Saturday, December 4, 2021
Dec. 4, 2021

Linkedin Pinterest

Seattle health-data startup Truveta raises $95M


SEATTLE — Seattle-based Truveta, a health care data services startup backed by 17 major health systems in the United States, is announcing Tuesday it has raised $95 million in a private fundraising round.

The venture is developing a platform that will aggregate anonymized data from tens of millions of patients across 40 states, and make it available to health-care providers, researchers and pharmaceutical companies.

Its owner health systems, including Providence-affiliated Swedish Health Services and Virginia Mason Franciscan Health, both based in Washington state, have agreed to share much of their patient data with the platform. Three new health systems have joined the partnership: MedStar Health, which mainly covers Washington, D.C., Virginia and Maryland, and Texas Health Resources and Baylor Scott & White Health, which mainly cover Texas.

The network now encompasses health systems that provide more than 15% of all patient care in the United States, the company said. All 17 are “approximately” equal investors, with no outside investors, Truveta said.

“We felt like 15% of care in the U.S. would really allow us to ask and answer questions that we’ve never been able to ask before,” said Truveta CEO Terry Myerson, who is a former head of Windows at Microsoft.

Nearly 40% of Puget Sound patients will be included in the platform’s data sets, according to Truveta.

The money will largely be invested in developing the platform’s cloud technology and adding staff. At present, Truveta has about 100 employees, three-quarters of them in Seattle, and the company plans to double its head count by the end of 2022.

“No one system can do what we will collectively achieve together by leveraging our data to improve every aspect of healthcare,” said Barclay E. Berdan, CEO of Texas Health Resources, in a Truveta statement.

T.A. McCann, managing director at Pioneer Square Labs, a Seattle-based venture capital firm that is not involved in Truveta’s work, said getting that many organizations on board could become “a bit of a snowball rolling down the hill.” He said other health systems may feel “left out” if they don’t participate in the initiative because Truveta has gotten key thought leaders not only to invest in the platform, but also to become customers.

On the other hand, “With lots of capital comes usually lots of people,” he said. The engagement of so many health systems could also mean each brings its own priorities, such as specific disease focuses. It may “get slower before it gets faster,” he said.
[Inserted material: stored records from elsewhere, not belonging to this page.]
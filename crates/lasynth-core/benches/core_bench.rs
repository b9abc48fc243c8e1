//! Criterion benchmarks for lasynth-core primitives
//!
//! Run with: cargo bench -p lasynth-core
#![allow(missing_docs)]

use criterion::{BenchmarkId, Criterion, black_box, criterion_group, criterion_main};
use lasynth_core::{RingBuffer, serial_mul, soft_saturate};

const BLOCK_SIZES: &[usize] = &[64, 128, 256, 512, 1024];

fn generate_test_signal(size: usize) -> Vec<i32> {
    (0..size)
        .map(|i| ((i as i32 * 7919) % 65536) - 32768)
        .collect()
}

fn bench_serial_mul(c: &mut Criterion) {
    let mut group = c.benchmark_group("SerialMul");

    for &block_size in BLOCK_SIZES {
        let input = generate_test_signal(block_size);
        group.bench_with_input(
            BenchmarkId::new("mask_0xA0", block_size),
            &block_size,
            |b, _| {
                b.iter(|| {
                    for &sample in &input {
                        black_box(serial_mul(black_box(sample), 0xA0, 0xC0));
                    }
                });
            },
        );
    }

    group.finish();
}

fn bench_soft_saturate(c: &mut Criterion) {
    let mut group = c.benchmark_group("SoftSaturate");

    for &block_size in BLOCK_SIZES {
        let input: Vec<i32> = generate_test_signal(block_size)
            .into_iter()
            .map(|s| s * 2)
            .collect();
        group.bench_with_input(
            BenchmarkId::new("process", block_size),
            &block_size,
            |b, _| {
                b.iter(|| {
                    for &sample in &input {
                        black_box(soft_saturate(black_box(sample)));
                    }
                });
            },
        );
    }

    group.finish();
}

fn bench_ring_buffer(c: &mut Criterion) {
    let mut group = c.benchmark_group("RingBuffer");

    for &block_size in BLOCK_SIZES {
        let input = generate_test_signal(block_size);
        group.bench_with_input(
            BenchmarkId::new("store_advance_tap", block_size),
            &block_size,
            |b, _| {
                let mut ring = RingBuffer::new(4096);
                b.iter(|| {
                    for &sample in &input {
                        ring.store(sample as i16);
                        ring.advance();
                        black_box(ring.tap(1500));
                    }
                });
            },
        );
    }

    group.finish();
}

criterion_group!(
    benches,
    bench_serial_mul,
    bench_soft_saturate,
    bench_ring_buffer
);
criterion_main!(benches);
impl WaveGenerator {
    /// A generator at phase zero.
    pub fn new(kind: WaveKind) -> Self {
        Self {
            kind,
            phase: 0,
            region: Region::Low,
            resonance_phase: 0,
            resonance_decay: SILENT_ATTENUATION,
            resonance_negative: false,
            pcm_index: 0,
            pcm_frac: 0,
            finished: false,
        }
    }

    /// Restart with a new wave.
    pub fn start(&mut self, kind: WaveKind) {
        *self = Self::new(kind);
    }

    /// A one-shot PCM wave has played out.
    #[inline]
    pub fn is_finished(&self) -> bool {
        self.finished
    }

    /// Produce one sample (signed, 14-bit range).
    ///
    /// `attenuation` is the TVA log attenuation; `cutoff` the TVF value.
    #[inline]
    pub fn next_sample(
        &mut self,
        math: &MathTables,
        pcm: &[i16],
        pitch: u16,
        attenuation: u32,
        cutoff: u32,
        interpolation: PcmInterpolation,
    ) -> i32 {
        if self.finished {
            return 0;
        }
        match self.kind {
            WaveKind::Synth {
                saw,
                pulse_width,
                resonance,
            } => self.next_synth(math, pitch, attenuation, cutoff, saw, pulse_width, resonance),
            WaveKind::Pcm(wave) => self.next_pcm(math, pcm, wave, pitch, attenuation, interpolation),
        }
    }

    #[allow(clippy::too_many_arguments)]
    fn next_synth(
        &mut self,
        math: &MathTables,
        pitch: u16,
        attenuation: u32,
        cutoff: u32,
        saw: bool,
        pulse_width: u8,
        resonance: u8,
    ) -> i32 {
        let increment = phase_increment(math, pitch);
        let position = u64::from(self.phase);
        self.phase = self.phase.wrapping_add(increment);

        let high = QUARTER * 2 - (u64::from(pulse_width) * QUARTER * 2 * 15 / 16) / 256;
        let low = PERIOD - high;

        let c = ((cutoff >> TARGET_SHIFTS) as i32).min(510);
        let mut attenuation = attenuation;
        if c < EDGE_CUTOFF_FLOOR {
            attenuation += ((EDGE_CUTOFF_FLOOR - c) * 64) as u32;
        }
        let edge_att = ((c - EDGE_CUTOFF_FLOOR).max(0) * 64) as u32;
        let mut edge = if edge_att >= SILENT_ATTENUATION {
            0
        } else {
            ((u64::from(math.exp9[((edge_att & 4095) >> 3) as usize]) << 30) >> 13) >> (edge_att >> 12)
        };
        edge = edge.max(2 * u64::from(increment)).min(QUARTER).min(high / 2).min(low / 2).max(1);

        // Square shape: log attenuation and sign.
        let (region, shape_att, mut negative) = if position < edge {
            let (att, positive) = Self::cos_edge(math, position, edge);
            (Region::Rising, att, positive)
        } else if position < high {
            (Region::High, 0, false)
        } else if position < high + edge {
            let (att, positive) = Self::cos_edge(math, position - high, edge);
            (Region::Falling, att, !positive)
        } else {
            (Region::Low, 0, true)
        };

        let mut total = attenuation + shape_att;
        if saw {
            let angle = (position as u32).wrapping_mul(2) >> 21;
            let quadrant = angle >> 9;
            let index = (angle & 511) as usize;
            let cos_att = if quadrant & 1 == 0 {
                math.logsin(511 - index)
            } else {
                math.logsin(index)
            };
            total += cos_att;
            if quadrant == 1 || quadrant == 2 {
                negative = !negative;
            }
        }
        let magnitude = math.unlog(total);
        let mut sample = if negative { -magnitude } else { magnitude };

        if resonance > 0 {
            if region != self.region && matches!(region, Region::Rising | Region::Falling) {
                self.resonance_phase = 0;
                self.resonance_decay = 0;
                self.resonance_negative = region == Region::Falling;
            }
            let res_increment = ((u64::from(increment) << 31) / edge).min(u64::from(u32::MAX >> 2)) as u32;
            self.resonance_phase = self.resonance_phase.wrapping_add(res_increment);
            let factor = u32::from(math.res_amp_decay_factor[usize::from(resonance >> 2).min(7)]);
            let angle = self.resonance_phase >> 21;
            let quadrant = angle >> 9;
            let index = (angle & 511) as usize;
            let sin_att = if quadrant & 1 == 0 {
                math.logsin(index)
            } else {
                math.logsin(511 - index)
            };
            let res_att = attenuation
                + sin_att
                + (30 - u32::from(resonance.min(30))) * 256
                + self.resonance_decay;
            let res = math.unlog(res_att);
            let res_negative = (quadrant >= 2) != self.resonance_negative;
            sample += if res_negative { -res } else { res };
            self.resonance_decay = (self.resonance_decay + factor).min(SILENT_ATTENUATION);
        }
        self.region = region;
        sample
    }

    /// Log attenuation and sign of `-cos(pi * x / edge)`.
    fn cos_edge(math: &MathTables, x: u64, edge: u64) -> (u32, bool) {
        let t = ((x << 10) / edge).min(1023) as usize;
        if t < 512 {
            // First half of the edge: cosine positive, so the rising edge is negative.
            (math.logsin(511 - t), false)
        } else {
            (math.logsin(t - 512), true)
        }
    }

    fn next_pcm(
        &mut self,
        math: &MathTables,
        pcm: &[i16],
        wave: PcmWaveDescriptor,
        pitch: u16,
        attenuation: u32,
        interpolation: PcmInterpolation,
    ) -> i32 {
        let start = wave.start as usize;
        let len = wave.len as usize;
        let Some(samples) = pcm.get(start..start + len).filter(|s| !s.is_empty()) else {
            self.finished = true;
            return 0;
        };
        if self.pcm_index as usize >= len {
            if wave.looped {
                self.pcm_index %= wave.len;
            } else {
                self.finished = true;
                return 0;
            }
        }
        let index = self.pcm_index as usize;
        let current = i32::from(samples[index]);
        let value = match interpolation {
            PcmInterpolation::Nearest => current,
            PcmInterpolation::Linear => {
                let next = match samples.get(index + 1) {
                    Some(&s) => i32::from(s),
                    None if wave.looped => i32::from(samples[0]),
                    None => current,
                };
                let delta = i64::from(next - current) * i64::from(self.pcm_frac);
                current + (delta >> 16) as i32
            }
        };

        let step = pcm_step(math, pitch);
        let frac = self.pcm_frac + (step & 0xFFFF);
        self.pcm_frac = frac & 0xFFFF;
        self.pcm_index = self
            .pcm_index
            .saturating_add(step >> 16)
            .saturating_add(frac >> 16);

        (value * math.unlog(attenuation)) >> 15
    }
}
Truveta intends to have an introductory version of the platform ready for use by early adopters by the end of 2021.

Truveta was born out of an idea Providence had in 2018 to build a platform that could help find “valuable needles of insights buried within the haystacks of data” that the health system managed but could not find, according to a blog post from Myerson, who joined the company in 2020.

The pandemic accelerated the company’s mission of “saving lives with data.” As an example, it hopes to help pharmaceutical companies better evaluate drug safety or help healthcare providers better determine modes of treatment, based on the unique medical information it assembles.

From the start, Truveta has said patient privacy is a top concern, and its data will be anonymized through a process called “de-identification.”

“It’s not just taking away your name, Social Security number [and] birthday,” said Myerson. He said Truveta will be using third party auditors for the security and anonymization of the data, and it will apply other industry-standard techniques to protect privacy.

Adam Tanner, author of “Our Bodies, Our Data: How Companies Make Billions Selling Our Medical Records,” said any company handling medical information should consider patient consent. We should “have a say on whether or not intimate medical information about us is sold commercially,” he said.

Truveta said patient consent for research will be provided through its health provider members in accordance with the federal law restricting release of medical information.

The company is also aiming to address health equity through its data collection and aggregation, ensuring “representation across geography, race, ethnicity, gender identification, language, and other socioeconomic dimensions,” it said.

New members MedStar, Texas Health and Baylor bring with them significant data on the large Black and Hispanic populations in their coverage areas, which will add transparency and insight, Myerson said.

Many health systems today still don’t collect meaningful information around the social determinants of health, such as food security, living conditions and income stability, among others factors, said Tanjala Purnell, an associate director at Johns Hopkins Center for Health Equity. Even when they do, different health systems rarely collect them in the same way, she said. That represents one of the challenges around aggregating healthcare information. “The data can only speak to what we capture.”

Truveta hopes to add even more health systems in the future. But the ultimate goal is to be able to add additional members without requiring them to invest to get access to the shared data sets, Myerson said.

Myerson said the company aims to “be representative of the full diversity and richness of our country — if not the world — and that does require more members.”